§ **About this exercise**
Across the entries below, tally every line that holds the string "Transverse" and reply with the number only.

§ **Stored entries**

--*--

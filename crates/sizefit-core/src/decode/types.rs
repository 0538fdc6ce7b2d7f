//! Core types for decoded pixel data.

use serde::{Deserialize, Serialize};
use thiserror::Error;

/// Error types for decoding and resampling operations.
#[derive(Debug, Error)]
pub enum DecodeError {
    /// The bytes are not a recognized or supported image format.
    #[error("Invalid or unsupported image format")]
    InvalidFormat,

    /// The image data is corrupted or incomplete.
    #[error("Corrupted or incomplete image file: {0}")]
    CorruptedFile(String),

    /// Width or height is zero.
    #[error("Invalid dimensions: width ({width}) and height ({height}) must be non-zero")]
    InvalidDimensions { width: u32, height: u32 },

    /// Pixel data length doesn't match the dimensions.
    #[error("Invalid pixel data: expected {expected} bytes (width * height * 3), got {actual}")]
    InvalidPixelData { expected: usize, actual: usize },
}

/// Filter type for resampling operations.
#[derive(Debug, Clone, Copy, PartialEq, Eq, Default, Serialize, Deserialize)]
pub enum FilterType {
    /// Nearest neighbor interpolation (fastest, lowest quality).
    Nearest,
    /// Bilinear interpolation (fast, acceptable quality).
    #[default]
    Bilinear,
    /// Lanczos3 interpolation (slower, highest quality).
    Lanczos3,
}

impl FilterType {
    /// Convert to the image crate's FilterType.
    pub fn to_image_filter(self) -> image::imageops::FilterType {
        match self {
            FilterType::Nearest => image::imageops::FilterType::Nearest,
            FilterType::Bilinear => image::imageops::FilterType::Triangle,
            FilterType::Lanczos3 => image::imageops::FilterType::Lanczos3,
        }
    }
}

/// EXIF orientation values (1-8).
/// See: https://exiftool.org/TagNames/EXIF.html
#[derive(Debug, Clone, Copy, PartialEq, Eq, Default)]
#[repr(u8)]
pub enum Orientation {
    #[default]
    Normal = 1,
    FlipHorizontal = 2,
    Rotate180 = 3,
    FlipVertical = 4,
    /// Flip horizontal + rotate 270 CW.
    Transpose = 5,
    Rotate90CW = 6,
    /// Flip horizontal + rotate 90 CW.
    Transverse = 7,
    Rotate270CW = 8,
}

impl From<u32> for Orientation {
    fn from(value: u32) -> Self {
        match value {
            2 => Orientation::FlipHorizontal,
            3 => Orientation::Rotate180,
            4 => Orientation::FlipVertical,
            5 => Orientation::Transpose,
            6 => Orientation::Rotate90CW,
            7 => Orientation::Transverse,
            8 => Orientation::Rotate270CW,
            _ => Orientation::Normal,
        }
    }
}

/// An immutable RGB raster.
///
/// Pixels are stored row-major, 3 bytes per pixel. Both dimensions are at
/// least 1 and the pixel length always equals `width * height * 3`; there is
/// no way to mutate a buffer after construction, resizing produces a new one.
#[derive(Debug, Clone, PartialEq, Eq)]
pub struct PixelBuffer {
    width: u32,
    height: u32,
    pixels: Vec<u8>,
}

impl PixelBuffer {
    /// Create a buffer from raw RGB data, validating dimensions and length.
    pub fn new(width: u32, height: u32, pixels: Vec<u8>) -> Result<Self, DecodeError> {
        if width == 0 || height == 0 {
            return Err(DecodeError::InvalidDimensions { width, height });
        }

        let expected = (width as usize) * (height as usize) * 3;
        if pixels.len() != expected {
            return Err(DecodeError::InvalidPixelData {
                expected,
                actual: pixels.len(),
            });
        }

        Ok(Self {
            width,
            height,
            pixels,
        })
    }

    /// Create a buffer from an `image::RgbImage`.
    pub fn from_rgb_image(img: image::RgbImage) -> Result<Self, DecodeError> {
        let (width, height) = img.dimensions();
        Self::new(width, height, img.into_raw())
    }

    /// Copy into an `image::RgbImage` for processing with the image crate.
    pub fn to_rgb_image(&self) -> Option<image::RgbImage> {
        image::RgbImage::from_raw(self.width, self.height, self.pixels.clone())
    }

    #[inline]
    pub fn width(&self) -> u32 {
        self.width
    }

    #[inline]
    pub fn height(&self) -> u32 {
        self.height
    }

    /// RGB pixel data in row-major order.
    #[inline]
    pub fn pixels(&self) -> &[u8] {
        &self.pixels
    }

    /// Consume the buffer, returning the raw pixel data.
    pub fn into_pixels(self) -> Vec<u8> {
        self.pixels
    }

    /// Get the total number of pixels.
    pub fn pixel_count(&self) -> u64 {
        u64::from(self.width) * u64::from(self.height)
    }
}
//! Report serializers: the `stats.csv` summary workbook and the
//! `BlockChainAddresses.bin` address-history file.

use std::fs::File;
use std::io::{BufReader, BufWriter, Read, Write};
use std::path::Path;

use byteorder::{LittleEndian, ReadBytesExt, WriteBytesExt};
use chrono::{DateTime, Datelike, Utc};
use log::info;
use thiserror::Error;

use blockscan_support::address::hash160_to_ascii;
use blockscan_support::Hash160;

use crate::arena::{AddressArena, AddressId};
use crate::stats::{AgeBucket, BalanceClass, SnapshotAddress, StatRow, ONE_BTC};

/// NUL-terminated magic at the front of the address-history file.
pub const HISTORY_HEADER: &[u8; 22] = b"BLOCK_CHAIN_ADDRESSES\0";
pub const HISTORY_VERSION: u32 = 1;

/// Scatter sections stop after this many addresses.
const MAX_PLOT_ROWS: usize = 150_000;

#[derive(Debug, Error)]
pub enum HistoryError {
    #[error("I/O error: {0}")]
    Io(#[from] std::io::Error),
    #[error("not an address-history file (bad header)")]
    BadHeader,
    #[error("unsupported address-history version {0}")]
    BadVersion(u32),
}

fn day_label(time: u32) -> String {
    let date = DateTime::<Utc>::from_timestamp(time as i64, 0)
        .map(|dt| dt.date_naive())
        .unwrap_or_default();
    format!("{} {} {}", date.format("%B"), date.day(), date.year())
}

fn month_label(time: u32) -> String {
    let date = DateTime::<Utc>::from_timestamp(time as i64, 0)
        .map(|dt| dt.date_naive())
        .unwrap_or_default();
    format!("{} {}", date.format("%B"), date.year())
}

pub fn time_label(time: u32) -> String {
    if time == 0 {
        return "NEVER".to_string();
    }
    match DateTime::<Utc>::from_timestamp(time as i64, 0) {
        Some(dt) => dt.format("%m/%d/%Y %H:%M:%S").to_string(),
        None => "NEVER".to_string(),
    }
}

--*--

§ **Answer box**
2